**TASK TO COMPLETE**
Each line in the entries below that contains the word "axum" counts once. Report how many there are and nothing more.

**INFORMATION**
//! envgrid-api — REST API for envgrid.
//!
//! Thin axum layer over the lifecycle engine: every route maps to one core
//! operation and wraps the outcome in the `{success, data, error, kind}`
//! envelope.
//!
//! # API Routes
//!
//! | Method | Path | Description |
//! |---|---|---|
//! | GET | `/ping` | Liveness |
//! | GET | `/api/v1/deployments` | List active deployments |
//! | POST | `/api/v1/deployments` | Start from a template |
//! | POST | `/api/v1/deployments/manifest` | Start from a raw manifest body |
//! | DELETE | `/api/v1/deployments` | Stop every deployment |
//! | GET | `/api/v1/deployments/{id}` | Deployment status |
//! | DELETE | `/api/v1/deployments/{id}` | Stop a deployment |
//! | POST | `/api/v1/deployments/{id}/replay` | Restart from the persisted manifest |
//! | GET | `/api/v1/deployments/{id}/logs` | Runtime logs |
//! | GET | `/api/v1/deployments/{id}/archive` | Deployment directory as tar.gz |
//! | POST | `/api/v1/deployments/{id}/network/{service}` | Attach to the control-plane network |
//! | DELETE | `/api/v1/deployments/{id}/network/{service}` | Detach from it |
//! | ANY | `/api/v1/deployments/{id}/forward/{service}/{*path}` | Forward a request |
//! | POST | `/api/v1/commands` | Run shell commands |
//! | POST | `/api/v1/commands/runs` | Run shell commands in the background |
//! | GET | `/api/v1/commands/runs/{run_id}` | Poll a background run |
//! | POST | `/api/v1/commands/detached` | Launch one command detached, returns its pid |
//!
//! A start request may name its deployment with the `Deployment-Id`
//! header; otherwise an id is generated.

pub mod handlers;

use std::sync::Arc;

use axum::Router;
use axum::routing::{any, get, post};
use envgrid_deployer::Orchestrator;
use envgrid_proxy::{NetworkAttachment, RequestForwarder};
use envgrid_runtime::{ProcessRunner, WorkloadRuntime};
use envgrid_sandbox::CommandSandbox;

/// Header carrying a caller-chosen deployment id.
pub const DEPLOYMENT_ID_HEADER: &str = "deployment-id";

/// Header selecting the target port of a forwarded request.
pub const FORWARD_PORT_HEADER: &str = "forward-port";

/// Shared state for API handlers.
pub struct ApiState<R: WorkloadRuntime, P: ProcessRunner> {
    pub orchestrator: Arc<Orchestrator<R>>,
    pub network: Arc<NetworkAttachment<P>>,
    pub forwarder: Arc<RequestForwarder<R>>,
    pub sandbox: CommandSandbox<P>,
}

impl<R: WorkloadRuntime, P: ProcessRunner> Clone for ApiState<R, P> {
    fn clone(&self) -> Self {
        Self {
            orchestrator: self.orchestrator.clone(),
            network: self.network.clone(),
            forwarder: self.forwarder.clone(),
            sandbox: self.sandbox.clone(),
        }
    }
}

/// Build the complete API router.
pub fn build_router<R: WorkloadRuntime, P: ProcessRunner>(state: ApiState<R, P>) -> Router {
    use handlers::*;

    let api_routes = Router::new()
        .route(
            "/deployments",
            get(list_deployments::<R, P>)
                .post(start_from_template::<R, P>)
                .delete(stop_all::<R, P>),
        )
        .route("/deployments/manifest", post(start_from_manifest::<R, P>))
        .route(
            "/deployments/{id}",
            get(deployment_status::<R, P>).delete(stop_deployment::<R, P>),
        )
        .route("/deployments/{id}/replay", post(replay_deployment::<R, P>))
        .route("/deployments/{id}/logs", get(deployment_logs::<R, P>))
        .route("/deployments/{id}/archive", get(archive_deployment::<R, P>))
        .route(
            "/deployments/{id}/network/{service}",
            post(connect_network::<R, P>).delete(disconnect_network::<R, P>),
        )
        .route(
            "/deployments/{id}/forward/{service}",
            any(forward_root::<R, P>),
        )
        .route(
            "/deployments/{id}/forward/{service}/{*path}",
            any(forward_request::<R, P>),
        )
        .route("/commands", post(run_commands::<R, P>))
        .route("/commands/runs", post(start_command_run::<R, P>))
        .route("/commands/runs/{run_id}", get(command_run::<R, P>))
        .route("/commands/detached", post(launch_detached::<R, P>))
        .with_state(state.clone());

    Router::new()
        .nest("/api/v1", api_routes)
        .route("/ping", get(ping::<R, P>).with_state(state))
}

**EXERCISE RESPONSE**
3